Mercurial > pylearn


Discussion of Function Specification for Learner Types
======================================================

In its most abstract form, a learner is an object with the
following semantics:

* A learner has named hyper-parameters that control how it learns (these can be viewed
as options of the constructor, or might be set directly by a user)

* A learner also has an internal state that depends on what it has learned.

* A learner reads and produces data, so the definition of learner is
intimately linked to the definition of dataset (and task).

* A learner has one or more 'train' or 'adapt' functions by which
it is given a sample of data (typically either the whole training set, or
a mini-batch, which contains as a special case a single 'example').
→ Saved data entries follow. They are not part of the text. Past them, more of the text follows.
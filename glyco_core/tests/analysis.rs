use chrono::{DateTime, Duration, TimeZone, Utc};
use glyco_core::PredictedGlucoseValue;
use glyco_core::analysis::{forecast_accuracy, pearson};
use glyco_traits::GlucoseSample;
use proptest::prelude::*;
use rstest::rstest;

fn at(m: i64) -> DateTime<Utc> {
    Utc.with_ymd_and_hms(2024, 3, 1, 12, 0, 0).unwrap() + Duration::minutes(m)
}

#[rstest]
#[case::perfect(&[(1.0, 2.0), (2.0, 4.0), (3.0, 6.0)], Some(1.0))]
#[case::inverse(&[(1.0, 3.0), (2.0, 2.0), (3.0, 1.0)], Some(-1.0))]
#[case::constant_side(&[(1.0, 5.0), (2.0, 5.0), (3.0, 5.0)], None)]
#[case::single_pair(&[(1.0, 5.0)], None)]
#[case::empty(&[], None)]
fn pearson_cases(#[case] pairs: &[(f64, f64)], #[case] expected: Option<f64>) {
    match (pearson(pairs), expected) {
        (Some(r), Some(e)) => assert!((r - e).abs() < 1e-12, "r {r}"),
        (got, want) => assert_eq!(got, want),
    }
}

#[test]
fn accuracy_pairs_future_points_only() {
    let predicted: Vec<PredictedGlucoseValue> = (0..5)
        .map(|k| PredictedGlucoseValue {
            time: at(5 * k),
            value: 100.0 + 10.0 * k as f64,
        })
        .collect();
    let observed: Vec<GlucoseSample> = (0..4)
        .map(|k| GlucoseSample::new(at(5 * k + 1), 100.0 + 10.0 * k as f64 + 2.0))
        .collect();
    let acc = forecast_accuracy(&predicted, &observed, Duration::minutes(2));
    // Points at 5, 10 and 15 min pair with samples at 6, 11 and 16.
    assert_eq!(acc.paired, 3);
    let mae = acc.mean_absolute_error.unwrap();
    assert!((mae - 2.0).abs() < 1e-12);
    assert!((acc.root_mean_square_error.unwrap() - 2.0).abs() < 1e-12);
    assert!((acc.correlation.unwrap() - 1.0).abs() < 1e-12);
}

#[test]
fn no_observations_means_nothing_paired() {
    let predicted = vec![
        PredictedGlucoseValue {
            time: at(0),
            value: 100.0,
        },
        PredictedGlucoseValue {
            time: at(5),
            value: 100.0,
        },
    ];
    let acc = forecast_accuracy(&predicted, &[], Duration::minutes(5));
    assert_eq!(acc.paired, 0);
    assert!(acc.mean_absolute_error.is_none());
}

proptest! {
    #[test]
    fn pearson_is_bounded(pairs in proptest::collection::vec((-1e3f64..1e3, -1e3f64..1e3), 0..50)) {
        if let Some(r) = pearson(&pairs) {
            prop_assert!((-1.0..=1.0).contains(&r));
        }
    }
}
Learners
interface with datasets in order to obtain data. These functions cause the
learner to change its internal state and take advantage to some extent
of the data provided. The 'train' function should take charge of
completely exploiting the dataset, as specified per the hyper-parameters,
so that it would typically be called only once. An 'adapt' function
is meant for learners that can operate in an 'online' setting where
data continually arrive and the control loop (when to stop) is to
be managed outside of it. For most intents and purposes, the
'train' function could also handle the 'online' case by providing
the controlled iterations over the dataset (which would then be
seen as a stream of examples).
    * learner.train(dataset)
    * learner.adapt(data)

* Different types of learners can then exploit their internal state
in order to perform various computations after training is completed,
or in the middle of training, e.g.,

   * y=learner.predict(x)
     for learners that see (x,y) pairs during training and predict y given x,
     or for learners that see only x's and learn a transformation of it (i.e. feature extraction).
     Here and below, x and y are tensor-like objects whose first index iterates
     over particular examples in a batch or minibatch of examples.
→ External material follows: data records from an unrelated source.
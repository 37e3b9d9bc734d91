//! Descriptive statistics for continuous columns and frequency tables for
//! categorical ones.
//!
//! Undefined statistics (the mean of no values, the standard deviation of a
//! single value) are reported as NaN rather than as errors, and serialize to
//! JSON `null`.

use indexmap::IndexMap;
use serde::Serialize;

use super::stats::{quantile_sorted, sorted, RunningStats};
use crate::error::{Result, TablescopeError};
use crate::table::{Column, Table};

/// Descriptive statistics for a numeric column, over non-missing values.
#[derive(Debug, Clone, Serialize)]
pub struct DescriptiveStats {
    /// Column name.
    pub column: String,
    /// Number of non-missing values.
    pub count: usize,
    /// Number of missing values.
    pub missing_count: usize,
    /// Missing values as a percentage of all rows (0 for an empty column).
    pub missing_percentage: f64,
    pub mean: f64,
    /// Sample standard deviation (N-1); NaN when `count <= 1`.
    pub std_dev: f64,
    pub min: f64,
    pub max: f64,
    /// 25th percentile.
    pub p25: f64,
    /// Median.
    pub p50: f64,
    /// 75th percentile.
    pub p75: f64,
}

impl DescriptiveStats {
    /// Total rows, missing included.
    pub fn row_count(&self) -> usize {
        self.count + self.missing_count
    }

    /// Calculate the interquartile range.
    pub fn iqr(&self) -> f64 {
        self.p75 - self.p25
    }
}

/// Compute descriptive statistics for a numeric column.
///
/// Intended for continuous columns, but any numeric column is accepted.
/// Text columns yield [`TablescopeError::InvalidColumnKind`].
pub fn describe_continuous(table: &Table, column: &str) -> Result<DescriptiveStats> {
    let col = table.require_column(column)?;
    let values = numeric_values(col, "describe")?;
    Ok(describe_values(col.name().trim(), &values, col.len()))
}

fn numeric_values(col: &Column, operation: &'static str) -> Result<Vec<f64>> {
    col.present_numbers()
        .ok_or_else(|| TablescopeError::InvalidColumnKind {
            column: col.name().trim().to_string(),
            kind: col.kind(),
            operation,
        })
}

fn describe_values(name: &str, values: &[f64], row_count: usize) -> DescriptiveStats {
    let mut running = RunningStats::new();
    running.extend(values.iter().copied());

    let count = running.count();
    let missing_count = row_count - count;
    let missing_percentage = if row_count == 0 {
        0.0
    } else {
        missing_count as f64 * 100.0 / row_count as f64
    };

    let ordered = sorted(values.to_vec());

    DescriptiveStats {
        column: name.to_string(),
        count,
        missing_count,
        missing_percentage,
        mean: running.mean(),
        std_dev: running.sample_std(),
        min: running.min(),
        max: running.max(),
        p25: quantile_sorted(&ordered, 0.25),
        p50: quantile_sorted(&ordered, 0.50),
        p75: quantile_sorted(&ordered, 0.75),
    }
}

/// Occurrence counts of each distinct value in a column.
#[derive(Debug, Clone, Default, Serialize)]
pub struct FrequencyTable {
    /// Column name.
    pub column: String,
    /// Distinct value label -> count, in order of first appearance.
    pub counts: IndexMap<String, usize>,
    /// Rows with a missing value.
    pub missing: usize,
}

impl FrequencyTable {
    /// Sum of all buckets, missing included. Equals the row count.
    pub fn total(&self) -> usize {
        self.counts.values().sum::<usize>() + self.missing
    }

    /// Number of distinct non-missing values.
    pub fn distinct(&self) -> usize {
        self.counts.len()
    }

    pub fn get(&self, value: &str) -> usize {
        self.counts.get(value).copied().unwrap_or(0)
    }

    /// Buckets sorted by count, most frequent first. Ties keep first-seen order.
    pub fn most_common(&self) -> Vec<(&str, usize)> {
        let mut entries: Vec<(&str, usize)> =
            self.counts.iter().map(|(k, &v)| (k.as_str(), v)).collect();
        entries.sort_by(|a, b| b.1.cmp(&a.1));
        entries
    }
}

/// Count occurrences of each distinct value, with missing values in their own bucket.
pub fn frequency_table(table: &Table, column: &str) -> Result<FrequencyTable> {
    let col = table.require_column(column)?;

    let mut freq = FrequencyTable {
        column: col.name().trim().to_string(),
        ..Default::default()
    };
    for row in 0..col.len() {
        match col.label_at(row) {
            Some(label) => *freq.counts.entry(label).or_insert(0) += 1,
            None => freq.missing += 1,
        }
    }

    Ok(freq)
}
   * p=learner.probability(examples)
     p=learner.log_probability(examples)
     for learners that can estimate probability density or probability functions,
     note that example could be a pair (x,y) for learners that expect each example
     to represent such a pair. The second form is provided in case the example
     is high-dimensional and computations in the log-domain are numerically preferable.
     The first dimension of examples or of x and y is an index over a minibatch or a dataset.

   * p=learner.free_energy(x)
     for learners that can estimate a log unnormalized probability; the output has the same length as the input.

   * c=learner.costs(examples)
     returns a matrix of costs (one row per example, i.e., again the output has the same length
     as the input), the first column of which represents the cost whose expectation
     we wish to minimize over new samples from the unknown underlying data distribution.


Some learners may be able to handle x's and y's that contain missing values.

* For convenience, some of these operations could be bundled, e.g.

    * [prediction,costs] = learner.predict_and_adapt((x,y))

* Some learners could include in their internal state not only what they
have learned but some information about recently seen examples that conditions
the expected distribution of upcoming examples. In that case, they might
be used, e.g. in an online setting as follows:
     for (x,y) in data_stream:
        [prediction,costs]=learner.predict((x,y))
        accumulate_statistics(prediction,costs)

* In some cases, each example is itself a (possibly variable-size) sequence
or other variable-size object (e.g. an image, or a video)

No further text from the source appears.